What you have to do >>
Scan the entries for the word "errors", and copy every line where it appears.

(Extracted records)
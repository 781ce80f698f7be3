// tests/common/mod.rs

//! Shared test utilities building fixture packages and archives.

use kpm::compression::CompressionFormat;
use std::fmt::Write as _;
use std::fs;
use std::os::unix::fs::PermissionsExt;
use std::path::{Path, PathBuf};

/// Write a package directory with a manifest, hooks, and a payload file.
///
/// The install hook drops a `.installed` marker in the package directory so
/// tests can prove it ran; the uninstall hook drops `.uninstalled` next to
/// the install root.
pub fn write_package_dir(
    parent: &Path,
    id: &str,
    version: [u32; 3],
    deps: &[(&str, [u32; 3])],
) -> PathBuf {
    let dir = parent.join(format!("{id}-src"));
    fs::create_dir_all(&dir).unwrap();

    let mut dep_entries = String::new();
    for (i, (dep_id, min)) in deps.iter().enumerate() {
        if i > 0 {
            dep_entries.push(',');
        }
        write!(
            dep_entries,
            r#""{dep_id}": {{"min": [{}, {}, {}]}}"#,
            min[0], min[1], min[2]
        )
        .unwrap();
    }

    let manifest = format!(
        r#"{{
            "id": "{id}",
            "name": "{id}",
            "author": "test",
            "description": "fixture package",
            "version": [{}, {}, {}],
            "supported_arch": ["armhf"],
            "dependencies": {{{dep_entries}}}
        }}"#,
        version[0], version[1], version[2]
    );
    fs::write(dir.join("manifest.json"), manifest).unwrap();

    fs::write(dir.join("payload.txt"), format!("payload of {id}\n")).unwrap();

    let install = dir.join("install.sh");
    fs::write(
        &install,
        "#!/bin/sh\ntouch \"$KPM_INSTALL_DIR/.installed\"\n",
    )
    .unwrap();
    fs::set_permissions(&install, fs::Permissions::from_mode(0o755)).unwrap();

    let uninstall = dir.join("uninstall.sh");
    fs::write(
        &uninstall,
        "#!/bin/sh\ntouch \"$KPM_BASE_DIR/.uninstalled-$(basename \"$KPM_INSTALL_DIR\")\"\n",
    )
    .unwrap();
    fs::set_permissions(&uninstall, fs::Permissions::from_mode(0o755)).unwrap();

    dir
}

/// Build a .kpkg archive for a fixture package and return its path.
pub fn build_archive(
    parent: &Path,
    id: &str,
    version: [u32; 3],
    deps: &[(&str, [u32; 3])],
) -> PathBuf {
    let pkg_dir = write_package_dir(parent, id, version, deps);
    let archive = parent.join(format!(
        "{id}-{}.{}.{}.kpkg",
        version[0], version[1], version[2]
    ));
    kpm::kpkg::build(&pkg_dir, &archive, CompressionFormat::Gzip).unwrap();
    fs::remove_dir_all(&pkg_dir).unwrap();
    archive
}
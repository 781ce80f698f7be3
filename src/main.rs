// src/main.rs
//! kpm - CLI entry point

use anyhow::Result;
use clap::{Parser, Subcommand};
use kpm::KpmConfig;
use std::path::PathBuf;

mod commands;

#[derive(Parser)]
#[command(name = "kpm")]
#[command(version)]
#[command(about = "Package manager for jailbroken Kindle e-readers", long_about = None)]
struct Cli {
    /// Repository catalog URL (repeatable)
    #[arg(long = "repo", global = true, value_name = "URL")]
    repos: Vec<String>,

    /// Override the base directory (defaults to the device layout on a
    /// Kindle, a temp directory elsewhere)
    #[arg(long, global = true, value_name = "DIR")]
    base_dir: Option<PathBuf>,

    #[command(subcommand)]
    command: Option<Commands>,
}

#[derive(Subcommand)]
enum Commands {
    /// List available packages
    List {
        /// List installed packages only
        #[arg(short, long)]
        installed: bool,
    },

    /// Resolve package requests without installing anything
    Resolve {
        /// Constraint expressions, e.g. org.example.pkg>=1.2.0
        constraints: Vec<String>,
    },

    /// Install .kpkg files and packages from repositories
    Install {
        /// .kpkg file paths and constraint expressions
        args: Vec<String>,

        /// Perform a trial run with no changes made
        #[arg(short = 'n', long)]
        dry_run: bool,
    },

    /// Uninstall installed packages by id
    Uninstall {
        /// Constraint expressions naming installed packages
        args: Vec<String>,

        /// Perform a trial run with no changes made
        #[arg(short = 'n', long)]
        dry_run: bool,
    },

    /// Inspect or extract a .kpkg archive
    Extract {
        /// Archive to read
        archive: PathBuf,

        /// Directory to extract into
        #[arg(short, long, default_value = ".")]
        output: PathBuf,

        /// List entries instead of extracting
        #[arg(short, long)]
        test: bool,
    },

    /// Create a .kpkg archive from a package directory
    Create {
        /// Directory containing manifest.json and the package files
        input_dir: PathBuf,

        /// Output archive path (defaults to <dirname>.kpkg)
        #[arg(short, long)]
        output: Option<PathBuf>,

        /// Compression to apply: none, gzip, or xz
        #[arg(short, long, default_value = "none")]
        compress: String,
    },
}

fn main() -> Result<()> {
    tracing_subscriber::fmt()
        .with_env_filter(
            tracing_subscriber::EnvFilter::try_from_default_env()
                .unwrap_or_else(|_| tracing_subscriber::EnvFilter::new("warn")),
        )
        .init();

    let cli = Cli::parse();
    let config = match &cli.base_dir {
        Some(dir) => KpmConfig::with_base_dir(dir),
        None => KpmConfig::detect(),
    };

    match cli.command {
        Some(Commands::List { installed }) => commands::cmd_list(&cli.repos, installed, &config),

        Some(Commands::Resolve { constraints }) => commands::cmd_resolve(&cli.repos, &constraints),

        Some(Commands::Install { args, dry_run }) => {
            commands::cmd_install(&cli.repos, &args, dry_run, &config)
        }

        Some(Commands::Uninstall { args, dry_run }) => {
            commands::cmd_uninstall(&cli.repos, &args, dry_run, &config)
        }

        Some(Commands::Extract {
            archive,
            output,
            test,
        }) => commands::cmd_extract(&archive, &output, test),

        Some(Commands::Create {
            input_dir,
            output,
            compress,
        }) => commands::cmd_create(&input_dir, output, &compress),

        None => {
            println!("kpm v{}", env!("CARGO_PKG_VERSION"));
            println!("Run 'kpm --help' for usage information");
            Ok(())
        }
    }
}
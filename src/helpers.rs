//! Small lexical helpers shared by the tokenizer, resolver and globals scan.
//!
//! None of these understand the full script grammar. They only track double
//! quoted strings (with `\"` escapes) and parenthesis depth, which is enough to
//! keep nested calls and string literals in one piece.

/// Split `text` on every top-level occurrence of `delimiter`.
///
/// Occurrences inside a quoted string or inside parentheses do not split.
pub fn split_top_level<'a>(text: &'a str, delimiter: &str) -> Vec<&'a str> {
    let bytes = text.as_bytes();
    let delim = delimiter.as_bytes();
    let mut parts = Vec::new();
    let mut depth = 0i32;
    let mut in_string = false;
    let mut start = 0;
    let mut i = 0;

    while i < bytes.len() {
        let b = bytes[i];
        if in_string {
            match b {
                b'\\' => i += 1,
                b'"' => in_string = false,
                _ => {},
            }
            i += 1;
            continue;
        }

        match b {
            b'"' => in_string = true,
            b'(' => depth += 1,
            b')' => depth -= 1,
            _ if depth == 0 && !delim.is_empty() && bytes[i..].starts_with(delim) => {
                parts.push(&text[start..i]);
                i += delim.len();
                start = i;
                continue;
            },
            _ => {},
        }
        i += 1;
    }

    parts.push(&text[start..]);
    parts
}

/// Split a call's argument list on top-level commas and trim each argument.
pub fn split_args(inner: &str) -> Vec<String> {
    if inner.trim().is_empty() {
        return Vec::new();
    }
    split_top_level(inner, ",")
        .into_iter()
        .map(|arg| arg.trim().to_string())
        .collect()
}

/// Match `name(inner)` where the parenthesis opened after `name` is closed by
/// the last character of `text`. Returns `(name, inner)`.
pub fn call_shape(text: &str) -> Option<(&str, &str)> {
    let open = text.find('(')?;
    let name = &text[..open];
    if !is_identifier(name) || !text.ends_with(')') {
        return None;
    }

    let close = text.len() - 1;
    let bytes = text.as_bytes();
    let mut depth = 0i32;
    let mut in_string = false;
    let mut i = open;

    while i < bytes.len() {
        let b = bytes[i];
        if in_string {
            match b {
                b'\\' => i += 1,
                b'"' => in_string = false,
                _ => {},
            }
        } else {
            match b {
                b'"' => in_string = true,
                b'(' => depth += 1,
                b')' => {
                    depth -= 1;
                    if depth == 0 {
                        return (i == close).then_some((name, &text[open + 1..close]));
                    }
                },
                _ => {},
            }
        }
        i += 1;
    }

    None
}

/// `[A-Za-z0-9_]+`
pub fn is_identifier(text: &str) -> bool {
    !text.is_empty() && text.bytes().all(|b| b.is_ascii_alphanumeric() || b == b'_')
}

/// Identifier, possibly dotted or index-qualified (`global.foo`, `hp:2`).
pub fn is_key_path(text: &str) -> bool {
    !text.is_empty()
        && text
            .bytes()
            .all(|b| b.is_ascii_alphanumeric() || matches!(b, b'_' | b'.' | b':'))
}

/// Strip one pair of surrounding double quotes.
pub fn unquote(text: &str) -> Option<&str> {
    if text.len() >= 2 && text.starts_with('"') && text.ends_with('"') {
        Some(&text[1..text.len() - 1])
    } else {
        None
    }
}

/// `-?\d+`
pub fn is_int_literal(text: &str) -> bool {
    let digits = text.strip_prefix('-').unwrap_or(text);
    !digits.is_empty() && digits.bytes().all(|b| b.is_ascii_digit())
}

/// `-?\d+\.\d+`
pub fn is_float_literal(text: &str) -> bool {
    let digits = text.strip_prefix('-').unwrap_or(text);
    digits.split_once('.').is_some_and(|(whole, frac)| {
        !whole.is_empty()
            && !frac.is_empty()
            && whole.bytes().all(|b| b.is_ascii_digit())
            && frac.bytes().all(|b| b.is_ascii_digit())
    })
}
//! Source records for mined object scripts.
//!
//! A script is reduced to two things: the root-scope assignments it performs
//! (`name = value`, `name[3] = value`) and the root-scope calls it makes.
//! Values are kept as raw text; coercion happens later in the resolver.
//!
//! # Keys
//!
//! - `baseMaxHP = 40` is stored under `baseMaxHP`
//! - `slotType[2] = 1` is stored under `slotType:2`

use std::collections::HashMap;
use std::fmt::Write as _;

/// One recorded call statement, e.g. `effect_add(oEFFire, 3)`.
#[derive(Debug, Clone, PartialEq, Eq)]
pub struct CallInvocation {
    pub name: String,
    /// Trimmed raw argument text; nested calls are kept whole.
    pub args: Vec<String>,
}

impl CallInvocation {
    pub fn new(name: impl Into<String>, args: Vec<String>) -> Self {
        Self {
            name: name.into(),
            args,
        }
    }

    pub fn arg(&self, index: usize) -> Option<&str> {
        self.args.get(index).map(String::as_str)
    }
}

/// Tokenizer output for one object's script.
#[derive(Debug, Clone, Default, PartialEq, Eq)]
pub struct SourceRecord {
    /// Attribute key -> raw value expression
    pub values: HashMap<String, String>,
    /// Calls in source order
    pub calls: Vec<CallInvocation>,
}

impl SourceRecord {
    pub fn new() -> Self {
        Self::default()
    }

    pub fn get(&self, key: &str) -> Option<&str> {
        self.values.get(key).map(String::as_str)
    }

    pub fn is_empty(&self) -> bool {
        self.values.is_empty() && self.calls.is_empty()
    }

    /// Re-serialize the assignments as `key = value;` lines, sorted by key.
    ///
    /// The terminator is always written so a value that itself ends in `;`
    /// keeps it when tokenized again.
    pub fn to_script(&self) -> String {
        let mut keys: Vec<&String> = self.values.keys().collect();
        keys.sort();

        let mut out = String::new();
        for key in keys {
            let _ = writeln!(out, "{} = {};", key, self.values[key]);
        }
        out
    }
}

/// All source records of a run, keyed by object id.
///
/// Built once before resolution starts. An id without an entry behaves like
/// an object with an empty script.
#[derive(Debug, Clone, Default)]
pub struct RecordTable {
    records: HashMap<String, SourceRecord>,
}

impl RecordTable {
    pub fn new() -> Self {
        Self::default()
    }

    pub fn insert(&mut self, object_id: impl Into<String>, record: SourceRecord) {
        self.records.insert(object_id.into(), record);
    }

    pub fn get(&self, object_id: &str) -> Option<&SourceRecord> {
        self.records.get(object_id)
    }

    /// Raw value of `key` on one object, no hierarchy walk
    pub fn value(&self, object_id: &str, key: &str) -> Option<&str> {
        self.records.get(object_id).and_then(|r| r.get(key))
    }

    /// Mutable access for the patch layer. Creates an empty record if needed.
    pub fn record_mut(&mut self, object_id: &str) -> &mut SourceRecord {
        self.records.entry(object_id.to_string()).or_default()
    }

    pub fn contains(&self, object_id: &str) -> bool {
        self.records.contains_key(object_id)
    }

    pub fn len(&self) -> usize {
        self.records.len()
    }

    pub fn is_empty(&self) -> bool {
        self.records.is_empty()
    }

    pub fn iter(&self) -> impl Iterator<Item = (&str, &SourceRecord)> {
        self.records.iter().map(|(id, r)| (id.as_str(), r))
    }
}

impl FromIterator<(String, SourceRecord)> for RecordTable {
    fn from_iter<T: IntoIterator<Item = (String, SourceRecord)>>(iter: T) -> Self {
        Self {
            records: iter.into_iter().collect(),
        }
    }
}

#[cfg(test)]
mod tests {
    use super::*;

    #[test]
    fn test_to_script_is_sorted() {
        let mut record = SourceRecord::new();
        record.values.insert("b".to_string(), "2".to_string());
        record.values.insert("a".to_string(), "\"x\"".to_string());

        assert_eq!(record.to_script(), "a = \"x\";\nb = 2;\n");
    }

    #[test]
    fn test_missing_object_has_no_values() {
        let table = RecordTable::new();
        assert_eq!(table.value("oNothing", "name"), None);
        assert!(table.get("oNothing").is_none());
    }

    #[test]
    fn test_record_mut_creates_record() {
        let mut table = RecordTable::new();
        table
            .record_mut("oCrew")
            .values
            .insert("name".to_string(), "\"Bob\"".to_string());

        assert!(table.contains("oCrew"));
        assert_eq!(table.value("oCrew", "name"), Some("\"Bob\""));
    }
}
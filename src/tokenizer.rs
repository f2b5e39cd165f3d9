//! Line-based extraction of root-scope statements from one object script.
//!
//! Only two statement shapes are recognised, and only when they start in
//! column zero:
//!
//! - `name(args)`, recorded as a [`CallInvocation`]
//! - `name = value` or `name[3] = value`, recorded as an assignment
//!
//! Indented lines belong to nested scopes and are skipped. A bare `return`
//! at root scope ends the script. Everything else is dropped without error.

use tracing::trace;

use crate::helpers::{call_shape, is_identifier, is_key_path, split_args};
use crate::record::{CallInvocation, SourceRecord};

/// Build the source record for one script.
pub fn tokenize(text: &str) -> SourceRecord {
    let mut record = SourceRecord::new();

    for (line_no, raw_line) in text.lines().enumerate() {
        let line = raw_line.trim_end();
        if line.is_empty() || line.starts_with(char::is_whitespace) {
            continue;
        }

        let line = line.strip_prefix("var ").unwrap_or(line);
        let line = line.strip_suffix(';').unwrap_or(line).trim_end();

        if line == "return" {
            trace!(line = line_no + 1, "root-scope return, ignoring rest of script");
            break;
        }

        if let Some(call) = parse_call(line) {
            record.calls.push(call);
        } else if let Some((key, value)) = parse_assignment(line) {
            record.values.insert(key, value.to_string());
        }
    }

    record
}

/// `name(args)` with nothing else on the line
fn parse_call(line: &str) -> Option<CallInvocation> {
    let (name, inner) = call_shape(line)?;
    Some(CallInvocation::new(name, split_args(inner)))
}

/// `name = value` or `name[index] = value`
fn parse_assignment(line: &str) -> Option<(String, &str)> {
    let (target, value) = line.split_once(" = ")?;
    let target = target.trim_end();
    let value = value.trim();
    if value.is_empty() {
        return None;
    }

    if let Some((name, index)) = parse_indexed_target(target) {
        return Some((format!("{name}:{index}"), value));
    }

    is_key_path(target).then(|| (target.to_string(), value))
}

/// `name[3]` -> `("name", 3)`
fn parse_indexed_target(target: &str) -> Option<(&str, usize)> {
    let (name, index) = target.strip_suffix(']')?.split_once('[')?;
    if !is_identifier(name) || !index.bytes().all(|b| b.is_ascii_digit()) {
        return None;
    }
    index.parse().ok().map(|index| (name, index))
}

#[cfg(test)]
mod tests {
    use super::*;

    #[test]
    fn test_simple_assignments() {
        let record = tokenize("name = \"Laser\"\nvar buyPrice = 40;\nchargeTime = 6 * room_speed;\n");

        assert_eq!(record.get("name"), Some("\"Laser\""));
        assert_eq!(record.get("buyPrice"), Some("40"));
        assert_eq!(record.get("chargeTime"), Some("6 * room_speed"));
        assert!(record.calls.is_empty());
    }

    #[test]
    fn test_indexed_assignment() {
        let record = tokenize("hp[2] = 5\nhp[02] = 7");
        assert_eq!(record.get("hp:2"), Some("7"));
        assert_eq!(record.values.len(), 1);
    }

    #[test]
    fn test_last_write_wins() {
        let record = tokenize("a = 1\na = 2\n");
        assert_eq!(record.get("a"), Some("2"));
    }

    #[test]
    fn test_indented_lines_are_skipped() {
        let record = tokenize("    a = 1\n\tfoo(1)\n  b = 2;\n");
        assert!(record.values.is_empty());
        assert!(record.calls.is_empty());
    }

    #[test]
    fn test_return_stops_tokenizing() {
        let record = tokenize("a = 1\nreturn;\nb = 2\nfoo(3)\n");
        assert_eq!(record.get("a"), Some("1"));
        assert_eq!(record.get("b"), None);
        assert!(record.calls.is_empty());
    }

    #[test]
    fn test_indented_return_does_not_stop() {
        let record = tokenize("if (x)\n{\n    return;\n}\nb = 2\n");
        assert_eq!(record.get("b"), Some("2"));
    }

    #[test]
    fn test_call_with_nested_args() {
        let record = tokenize("x(1, foo(2, 3), \"a,b\")\n");
        assert_eq!(record.calls.len(), 1);
        assert_eq!(record.calls[0].name, "x");
        assert_eq!(record.calls[0].args, vec!["1", "foo(2, 3)", "\"a,b\""]);
    }

    #[test]
    fn test_call_without_args() {
        let record = tokenize("event_inherited();\n");
        assert_eq!(record.calls, vec![CallInvocation::new("event_inherited", vec![])]);
    }

    #[test]
    fn test_call_is_not_an_assignment() {
        let record = tokenize("ds_map_add(m, \"a = b\")\n");
        assert!(record.values.is_empty());
        assert_eq!(record.calls.len(), 1);
    }

    #[test]
    fn test_malformed_lines_are_dropped() {
        let record = tokenize("if (a == 1) b = 2\n}\nfoo(1) + bar(2)\nx =\n= 3\n");
        assert!(record.values.is_empty());
        assert!(record.calls.is_empty());
    }

    #[test]
    fn test_crlf_line_endings() {
        let record = tokenize("a = 1;\r\nb = \"x\";\r\n");
        assert_eq!(record.get("a"), Some("1"));
        assert_eq!(record.get("b"), Some("\"x\""));
    }
}
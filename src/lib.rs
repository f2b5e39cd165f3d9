pub mod call_query;
pub mod config;
pub mod errors;
pub mod globals;
pub mod helpers;
pub mod hierarchy;
pub mod patch;
pub mod project;
pub mod record;
pub mod resolver;
pub mod tokenizer;
pub mod value;

pub use call_query::calls_for;
pub use config::ExportConfig;
pub use errors::LoadError;
pub use hierarchy::ParentMap;
pub use project::Project;
pub use record::{CallInvocation, RecordTable, SourceRecord};
pub use resolver::{resolve, resolve_bool, resolve_number, resolve_raw, resolve_string};
pub use tokenizer::tokenize;
pub use value::{Number, Value, ValueKind};
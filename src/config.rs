use std::path::{Path, PathBuf};

use crate::globals::{GLOBAL_PREFIX, LABEL_FUNCTION};
use crate::hierarchy::{NO_PARENT, UNIVERSAL_ROOT};

/// Where an export lives and which of its scripts carry global tables.
#[derive(Debug, Clone)]
pub struct ExportConfig {
    /// Directory holding the manifest and one script file per object
    pub export_dir: PathBuf,
    /// Manifest file name inside `export_dir`
    pub manifest_file: String,
    /// Script file extension, without the dot
    pub script_extension: String,
    /// Script registering localised labels
    pub labels_script: String,
    /// Call used in `labels_script` to register one label
    pub label_function: String,
    /// Script assigning global variables
    pub globals_script: String,
    /// Prefix of global variable assignments in `globals_script`
    pub global_prefix: String,
    /// Parent ids that end an inheritance chain
    pub terminators: Vec<String>,
}

impl ExportConfig {
    pub fn new(export_dir: impl Into<PathBuf>) -> Self {
        Self {
            export_dir: export_dir.into(),
            manifest_file: "data.json".to_string(),
            script_extension: "gml".to_string(),
            labels_script: "scrLocalization".to_string(),
            label_function: LABEL_FUNCTION.to_string(),
            globals_script: "scrGlobalVars".to_string(),
            global_prefix: GLOBAL_PREFIX.to_string(),
            terminators: vec![NO_PARENT.to_string(), UNIVERSAL_ROOT.to_string()],
        }
    }

    pub fn manifest_path(&self) -> PathBuf {
        self.export_dir.join(&self.manifest_file)
    }

    /// `<export_dir>/<script_name>.<ext>`
    pub fn script_path(&self, script_name: &str) -> PathBuf {
        script_path_in(&self.export_dir, script_name, &self.script_extension)
    }
}

pub(crate) fn script_path_in(dir: &Path, script_name: &str, extension: &str) -> PathBuf {
    dir.join(format!("{script_name}.{extension}"))
}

Finished task >>
pub mod errors;
pub use errors::LoadError;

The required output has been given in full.